Alexandra Scarlatos
On June 28th, 2021, Jake Samuelson held up his iPhone to show a picture of another phone, his mother’s home phone, to a reporter. In the pictures and videos, the digital display of her home phone noted 16 prior calls from his grandparents’ caller ID. All of the voicemails left behind by their number were made up of what could only be described by the young man as “no human noises”—crackling and empty static. The nature of these voicemails may sound concerning enough alone. But these phone calls, which were confirmed to be coming from an analog landline telephone, were received after the two grandparents had been buried under millions of pounds of concrete rubble for several hours. That is what’s so hair-raisingly unnerving. How could a landline telephone survive the sudden collapse of a Floridian sky-rise condo building? More importantly, how could the grandparents? Was it at all possible that they had indeed survived and had been frantically making calls for help? According to reports, the perplexed family received the first call not even 24 hours after the collapse occurred. The rest of the phone calls were received the next day, abruptly coming to a halt that same evening. What could any of this mean? “We are trying to rationalize what is happening here. We are trying to get answers,” the grandson told reporters. (WFLA, June 28 2021)

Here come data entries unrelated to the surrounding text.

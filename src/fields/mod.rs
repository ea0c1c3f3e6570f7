//! Defensive parsing of raw price/discount text
//!
//! Listing pages routinely omit price or discount markup for unreleased or
//! non-discounted items, and the surrounding text carries currency symbols,
//! thousands separators, and sale labels. The parsers here are total: they
//! never fail, and degrade to zero on empty or non-numeric input.
//!
//! The `*_value` variants return `None` where the `parse_*` functions would
//! return zero, so callers that care can tell a parse failure apart from a
//! genuinely zero-priced item.

use rust_decimal::Decimal;

/// Parses a price string, returning `None` when nothing numeric remains.
///
/// Strips everything except ASCII digits and the decimal point, so
/// `"$1,234.50"` parses as `1234.50`.
pub fn price_value(text: &str) -> Option<Decimal> {
    let cleaned: String = text
        .chars()
        .filter(|c| c.is_ascii_digit() || *c == '.')
        .collect();
    if cleaned.is_empty() {
        return None;
    }
    cleaned.parse().ok()
}

/// Parses a price string, returning zero on empty or non-numeric input.
pub fn parse_price(text: &str) -> Decimal {
    price_value(text).unwrap_or_default()
}

/// Parses a discount percentage, returning `None` when nothing numeric
/// remains after stripping.
///
/// Removes the given textual prefix (e.g. a "Sale" label), then every
/// non-digit character, so `"Sale-25%"` with prefix `"Sale"` parses as 25.
/// Values above 100 are clamped, keeping the percentage in `[0, 100]`.
pub fn discount_value(text: &str, prefix_to_strip: &str) -> Option<u8> {
    let stripped = if prefix_to_strip.is_empty() {
        text
    } else {
        text.strip_prefix(prefix_to_strip).unwrap_or(text)
    };
    let digits: String = stripped.chars().filter(|c| c.is_ascii_digit()).collect();
    if digits.is_empty() {
        return None;
    }
    digits.parse::<u32>().ok().map(|v| v.min(100) as u8)
}

/// Parses a discount percentage, returning zero on empty or non-numeric
/// input.
pub fn parse_discount(text: &str, prefix_to_strip: &str) -> u8 {
    discount_value(text, prefix_to_strip).unwrap_or(0)
}
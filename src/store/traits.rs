//! Storage trait and error types

use crate::catalog::{CatalogEntry, RetailerSnapshot};
use thiserror::Error;

/// Errors that can occur during store operations
#[derive(Debug, Error)]
pub enum StoreError {
    #[error("IO error: {0}")]
    Io(#[from] std::io::Error),

    #[error("Serialization error: {0}")]
    Json(#[from] serde_json::Error),

    #[error("Malformed snapshot {path} (line {line}): {message}")]
    MalformedSnapshot {
        path: String,
        line: usize,
        message: String,
    },
}

/// Result type for store operations
pub type StoreResult<T> = std::result::Result<T, StoreError>;

/// Receives the output of one pagination run.
///
/// `append_page` is called once per extracted page, in page order, and must
/// make that page durable before returning so partial runs stay
/// recoverable. `finish` is called exactly once, after the run reaches its
/// terminal state.
pub trait SnapshotSink {
    fn append_page(&mut self, entries: &[CatalogEntry]) -> StoreResult<()>;

    fn finish(&mut self, snapshot: &RetailerSnapshot) -> StoreResult<()>;
}
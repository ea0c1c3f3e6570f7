//! End-to-end pagination runs against the scripted rendering backend.

use shelfdiff::render::{ScriptedNode, ScriptedPage, ScriptedRenderer};
use shelfdiff::scrape::{ItemShape, ListingPlan, ListingSelectors, SettleDelay, TerminationPolicy};
use shelfdiff::store::{read_snapshot_pages, JsonlSink, MemorySink};
use shelfdiff::PaginationController;
use rust_decimal::Decimal;
use tempfile::TempDir;

fn dec(s: &str) -> Decimal {
    s.parse().unwrap()
}

fn flat_item(name: &str, price: &str, discount: Option<&str>) -> ScriptedNode {
    let mut node = ScriptedNode::default()
        .child("h3 a", ScriptedNode::with_text(name))
        .child(".buy span", ScriptedNode::with_text(price));
    if let Some(d) = discount {
        node = node.child(".buy a", ScriptedNode::with_text(d));
    }
    node
}

fn flat_plan(policy: TerminationPolicy) -> ListingPlan {
    ListingPlan {
        retailer: "billetshop".to_string(),
        start_url: "http://billetshop.test/catalog".to_string(),
        shape: ItemShape::Flat,
        selectors: ListingSelectors {
            item: ".grid-item".to_string(),
            name: "h3 a".to_string(),
            price: Some(".buy span".to_string()),
            discount: Some(".buy a".to_string()),
            original_price: None,
            savings: None,
            next: ".next a".to_string(),
        },
        discount_prefix: "Sale".to_string(),
        policy,
        delay: SettleDelay::from_millis(0, 0),
    }
}

fn explicit_disabled() -> TerminationPolicy {
    TerminationPolicy::ExplicitDisabled {
        selector: ".next a".to_string(),
        disabled_href: "javascript:void(0);".to_string(),
    }
}

#[tokio::test]
async fn explicit_disabled_walks_all_pages_in_order() {
    let pages = vec![
        ScriptedPage::new()
            .items(".grid-item", vec![flat_item("Alpha", "$10.00", Some("Sale-10%"))])
            .single(".next a", ScriptedNode::with_text("2").attr("href", "/catalog?p=2")),
        ScriptedPage::new()
            .items(".grid-item", vec![flat_item("Beta", "$20.00", None)])
            .single(".next a", ScriptedNode::with_text("3").attr("href", "/catalog?p=3")),
        ScriptedPage::new()
            .items(".grid-item", vec![flat_item("Gamma", "$30.00", Some("Sale-30%"))])
            .single(
                ".next a",
                ScriptedNode::with_text("3").attr("href", "javascript:void(0);"),
            ),
    ];
    let renderer = ScriptedRenderer::new(pages);
    let mut sink = MemorySink::new();

    let snapshot = PaginationController::new(&renderer, &mut sink, flat_plan(explicit_disabled()))
        .run()
        .await
        .unwrap();

    // Three pages, concatenated in visit order
    let names: Vec<_> = snapshot.entries.iter().map(|e| e.name.as_str()).collect();
    assert_eq!(names, vec!["Alpha", "Beta", "Gamma"]);
    assert_eq!(sink.pages.len(), 3);
    assert_eq!(snapshot.entries[0].discount_percent, 10);
    // The un-discounted middle item degrades to zero with its gap flagged
    assert_eq!(snapshot.entries[1].discount_percent, 0);
    assert!(snapshot.entries[1].discount_missing);
    // Two advances; the disabled sentinel on page three is never clicked
    assert_eq!(renderer.clicks().len(), 2);
    assert!(sink.finished.is_some());
}

#[tokio::test]
async fn probe_terminates_when_next_control_disappears() {
    let pages = vec![
        ScriptedPage::new()
            .items(".grid-item", vec![flat_item("One", "$1.00", None)])
            .single(".next a", ScriptedNode::with_text("next")),
        // Final page carries no next control at all
        ScriptedPage::new().items(".grid-item", vec![flat_item("Two", "$2.00", None)]),
    ];
    let renderer = ScriptedRenderer::new(pages);
    let mut sink = MemorySink::new();

    let plan = flat_plan(TerminationPolicy::Probe {
        selector: ".next a".to_string(),
    });
    let snapshot = PaginationController::new(&renderer, &mut sink, plan)
        .run()
        .await
        .unwrap();

    assert_eq!(snapshot.entries.len(), 2);
    assert_eq!(renderer.clicks(), vec![".next a"]);
}

#[tokio::test]
async fn simple_shape_run_persists_pages_to_disk() {
    fn simple_item(name: &str, current: &str, struck: Option<&str>, savings: Option<&str>) -> ScriptedNode {
        let mut node = ScriptedNode::default()
            .child("h4 a", ScriptedNode::with_text(name))
            .child(".price_current", ScriptedNode::with_text(current));
        if let Some(s) = struck {
            node = node.child(".price_base strike", ScriptedNode::with_text(s));
        }
        if let Some(s) = savings {
            node = node.child(".price_saving", ScriptedNode::with_text(s));
        }
        node
    }

    let pages = vec![
        ScriptedPage::new()
            .items(
                ".row",
                vec![simple_item("Deal", "$9.99", Some("$19.99"), Some("-50%"))],
            )
            .single("a[rel=next]", ScriptedNode::with_text("next")),
        ScriptedPage::new().items(".row", vec![simple_item("Full Price", "$29.99", None, None)]),
    ];
    let renderer = ScriptedRenderer::new(pages);

    let dir = TempDir::new().unwrap();
    let mut sink = JsonlSink::create(dir.path(), "planetshop", "full").unwrap();
    let path = sink.path().to_path_buf();

    let plan = ListingPlan {
        retailer: "planetshop".to_string(),
        start_url: "http://planetshop.test/all".to_string(),
        shape: ItemShape::Simple,
        selectors: ListingSelectors {
            item: ".row".to_string(),
            name: "h4 a".to_string(),
            price: Some(".price_current".to_string()),
            discount: None,
            original_price: Some(".price_base strike".to_string()),
            savings: Some(".price_saving".to_string()),
            next: "a[rel=next]".to_string(),
        },
        discount_prefix: String::new(),
        policy: TerminationPolicy::Probe {
            selector: "a[rel=next]".to_string(),
        },
        delay: SettleDelay::from_millis(0, 0),
    };

    let snapshot = PaginationController::new(&renderer, &mut sink, plan)
        .run()
        .await
        .unwrap();

    assert_eq!(snapshot.entries[0].price, dec("9.99"));
    assert_eq!(snapshot.entries[0].original_price, dec("19.99"));
    assert_eq!(snapshot.entries[0].discount_percent, 50);
    assert_eq!(snapshot.entries[1].original_price, dec("29.99"));
    assert_eq!(snapshot.entries[1].discount_percent, 0);

    // The page file reads back in the same order the run produced
    let persisted = read_snapshot_pages(&path).unwrap();
    assert_eq!(persisted, snapshot.entries);
}

#[tokio::test]
async fn interrupted_run_keeps_completed_pages() {
    use std::sync::atomic::AtomicBool;
    use std::sync::Arc;

    let pages = vec![
        ScriptedPage::new()
            .items(".grid-item", vec![flat_item("Kept", "$5.00", None)])
            .single(".next a", ScriptedNode::with_text("next")),
        ScriptedPage::new()
            .items(".grid-item", vec![flat_item("Never Seen", "$6.00", None)])
            .single(".next a", ScriptedNode::with_text("next")),
    ];
    let renderer = ScriptedRenderer::new(pages);
    let mut sink = MemorySink::new();

    let plan = flat_plan(TerminationPolicy::Probe {
        selector: ".next a".to_string(),
    });
    let snapshot = PaginationController::new(&renderer, &mut sink, plan)
        .with_cancel_flag(Arc::new(AtomicBool::new(true)))
        .run()
        .await
        .unwrap();

    assert_eq!(snapshot.entries.len(), 1);
    assert_eq!(snapshot.entries[0].name, "Kept");
    assert!(sink.finished.is_some());
}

The situation in general should be heart-wrenching to anybody because it involves the innocent lives of loved ones being held in limbo. To many, the story of these “phantom” phone calls might also sound paranormal in nature. It might sound like a “creepypasta”—a scary urban legend often based on realistic inspiration copy-and-pasted across internet forums to cultivate fear and confusion in its readers. It might sound like a concept out of a Hollywood horror film. This time, however, the horror is real, and the mystery phone calls were well documented with tangible evidence made available to the public. The family’s bizarre experience prompted multiple investigative articles from global news publications such as Insider and The Washington Post. “I don’t know how they’re getting the call,” Miami-Dade fire chief Dave Downey said of the situation in a news report. “It really doesn’t make any logical sense how you’d be dialing a phone if you were trapped. But we put resources on the area where the apartment was, and we have not found anything.” (The Washington Post, June 29 2021)

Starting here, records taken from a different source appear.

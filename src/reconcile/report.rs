//! Reconciliation report
//!
//! The serializable output of one reconciliation run plus a formatted
//! stdout summary. All collections are sorted before serialization so a
//! report is byte-stable for a given set of inputs.

use crate::names::NameKey;
use chrono::{DateTime, Utc};
use serde::{Deserialize, Serialize};

/// One retailer's side of the comparison.
#[derive(Debug, Clone, Serialize, Deserialize)]
pub struct RetailerDiff {
    pub retailer: String,

    /// Distinct canonical titles in this retailer's snapshot.
    pub snapshot_titles: usize,

    /// Sorted canonical titles absent from the reference catalog.
    pub missing_from_reference: Vec<NameKey>,
}

/// A canonical name that maps to more than one reference id.
#[derive(Debug, Clone, Serialize, Deserialize)]
pub struct ReusedName {
    pub key: NameKey,
    pub ids: Vec<i64>,
}

/// The complete result of one reconciliation run.
#[derive(Debug, Clone, Serialize, Deserialize)]
pub struct ReconcileReport {
    pub generated_at: DateTime<Utc>,

    /// Distinct canonical keys in the reference catalog, purchase-option
    /// names included.
    pub reference_titles: usize,

    pub retailers: Vec<RetailerDiff>,
    pub reused_names: Vec<ReusedName>,
}

/// Prints a report summary to stdout in a formatted manner
pub fn print_report(report: &ReconcileReport) {
    println!("=== Reconciliation Report ===\n");

    println!("Overview:");
    println!("  Reference titles: {}", report.reference_titles);
    println!("  Retailers compared: {}", report.retailers.len());
    println!();

    for diff in &report.retailers {
        println!(
            "{}: {} titles, {} missing from reference",
            diff.retailer,
            diff.snapshot_titles,
            diff.missing_from_reference.len()
        );
        for name in &diff.missing_from_reference {
            println!("  - {}", name);
        }
        println!();
    }

    if !report.reused_names.is_empty() {
        println!("Reused Names ({}):", report.reused_names.len());
        for reused in &report.reused_names {
            let ids: Vec<String> = reused.ids.iter().map(|id| id.to_string()).collect();
            println!("  {} -> [{}]", reused.key, ids.join(", "));
        }
        println!();
    }
}

#[cfg(test)]
mod tests {
    use super::*;

    #[test]
    fn test_report_serializes_round_trip() {
        let report = ReconcileReport {
            generated_at: Utc::now(),
            reference_titles: 2,
            retailers: vec![RetailerDiff {
                retailer: "shop".to_string(),
                snapshot_titles: 3,
                missing_from_reference: vec!["baz".to_string()],
            }],
            reused_names: vec![ReusedName {
                key: "goty edition".to_string(),
                ids: vec![1, 2],
            }],
        };

        let json = serde_json::to_string_pretty(&report).unwrap();
        let back: ReconcileReport = serde_json::from_str(&json).unwrap();
        assert_eq!(back.retailers[0].missing_from_reference, vec!["baz"]);
        assert_eq!(back.reused_names[0].ids, vec![1, 2]);
    }
}
//! In-memory snapshot sink for tests

use crate::catalog::{CatalogEntry, RetailerSnapshot};
use crate::store::traits::{SnapshotSink, StoreResult};

/// Collects appended pages in memory, preserving page boundaries.
#[derive(Debug, Default)]
pub struct MemorySink {
    pub pages: Vec<Vec<CatalogEntry>>,
    pub finished: Option<RetailerSnapshot>,
}

impl MemorySink {
    pub fn new() -> Self {
        Self::default()
    }

    /// All appended entries flattened in page order.
    pub fn entries(&self) -> Vec<CatalogEntry> {
        self.pages.iter().flatten().cloned().collect()
    }
}

impl SnapshotSink for MemorySink {
    fn append_page(&mut self, entries: &[CatalogEntry]) -> StoreResult<()> {
        self.pages.push(entries.to_vec());
        Ok(())
    }

    fn finish(&mut self, snapshot: &RetailerSnapshot) -> StoreResult<()> {
        self.finished = Some(snapshot.clone());
        Ok(())
    }
}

Comment sections of YouTube videos covering the story were flooded with speculations, arguments, and possible insights alike. When I personally discovered this story, it rattled me in a way I found difficult to comprehend. I sent news article links to just about any friend or family member that would listen. Though I discovered a few promising theories through my obsessive internet scouring, there seemed to be no definitive explanation anywhere. Not even from any consulted electrical-engineering experts. As of July 4th, 2021, it has been well over a week since the massive building collapse, and the pair of grandparents are still missing. There have also been no further updates on the phone calls.

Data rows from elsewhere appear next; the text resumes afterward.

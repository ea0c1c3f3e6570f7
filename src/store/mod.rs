//! Persistence collaborator
//!
//! Snapshots land on disk as line-delimited JSON arrays, one array per
//! page, flushed per page so an interrupted run is recoverable up to its
//! last complete page. Reference catalogs, bundle collections, and
//! reconciliation reports are single JSON documents. The core only knows
//! "append one page-array" and "write one final document"; directory
//! layout lives entirely in this module.

mod jsonl;
mod memory;
mod traits;

pub use jsonl::{read_document, read_snapshot_pages, write_document, JsonlSink};
pub use memory::MemorySink;
pub use traits::{SnapshotSink, StoreError, StoreResult};
//! Name canonicalization
//!
//! Retailer catalogs disagree on casing, punctuation, and whitespace for
//! the same title. Every cross-catalog comparison goes through
//! [`normalize`] first; two raw names refer to the same product exactly
//! when their canonical forms are equal. There is no fuzzy tolerance.

/// Canonicalized name used as the join key between catalogs.
pub type NameKey = String;

/// Canonicalizes a raw product name.
///
/// Collapses any run of whitespace to a single space, trims leading and
/// trailing whitespace, and case-folds. Idempotent:
/// `normalize(normalize(x)) == normalize(x)` for all `x`.
pub fn normalize(raw: &str) -> NameKey {
    raw.split_whitespace()
        .collect::<Vec<_>>()
        .join(" ")
        .to_lowercase()
}

/// Stricter canonicalization that also strips punctuation.
///
/// Keeps alphanumerics, underscores, and whitespace, then applies the same
/// collapse/trim/case-fold as [`normalize`]. Lossy ("Part 1: Redux" and
/// "Part 1 Redux" collide), so it is exposed separately and is never the
/// default join key.
pub fn normalize_strict(raw: &str) -> NameKey {
    let stripped: String = raw
        .chars()
        .filter(|c| c.is_alphanumeric() || *c == '_' || c.is_whitespace())
        .collect();
    normalize(&stripped)
}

So, why do stories like this elicit such intense emotion in us when we know nothing monstrous or ghostly is involved? At the same time, why do these intense emotions keep such a tight grip on our curiosity as human beings? We often associate the effectiveness of horror-genre entertainment to spooky paranormality, non-human beasts, and other beyond-the-grave creatures. But stories with real-life human implications can be just as paranormal, which makes it all the more difficult to pinpoint what exactly is so disconcerting about them. For example, eliminating the non-fact-based idea that the mystery phone calls were made by some force beyond the living, the possible scientific explanations we are left to ponder are still creepy. What is it about unexplainable events that so thoroughly scares the human species? Globally infamous Japanese horror manga artist Junji Ito was asked a similar question about the nature of what truly scares humans in an interview from 2019:
“What is it, indeed. Something which is a bit different from human, not animal either, and yet exists in our world. It spreads rumors and remains a mystery. […] Mysteries which hint at death, situations where I fear there is impending danger where something unknown lurks ahead, things that heighten my insecurity.”
Interviewer: “I see. That’s why they show up in your works…”
“Yes, I make it a point to put them in.”
In the past, Ito has cited H.P. Lovecraft as one of the biggest influences behind his work. Some notable examples include Uzumaki, a tale about a town plagued by a fatal obsession with spiral shapes, or The Enigma of Amigara Fault, which details the aftermath of an earthquake that revealed human-shaped holes in the side of a large rock, each one uniquely fitting the silhouette of every single curious visitor. Lovecraftian horror is often referred to as “cosmic horror”, a horror sub-genre that seems to accurately touch upon that specific human fear of unexplainable realities. Lovecraft claimed that his literature, and therefore the cosmic horror sub-genre, is based on the “fundamental premise that common human laws and interests and emotions have no validity or significance in the vast cosmos-at-large.” (Letter to Farnsworth Wright, July 5 1927) In both examples of Uzumaki and The Enigma of Amigara Fault, the human protagonists are forced up against unseen powers that are much larger and much more incomprehensible than the human characters could ever possibly grapple with. The forces are so daunting and cosmic that the reader gets the feeling that perhaps even science itself has thousands of years to go before catching up to any explanation for it all. They also serve as reminders of how small and insignificant humans truly are, a daunting realization in itself. While there may eventually be an easily explainable scientific cause in the case of the mystery phone calls, the thought of an inhuman force continuing to mimick human life where there possibly is none is unquestionably cosmic, and makes me, personally, feel very, very small.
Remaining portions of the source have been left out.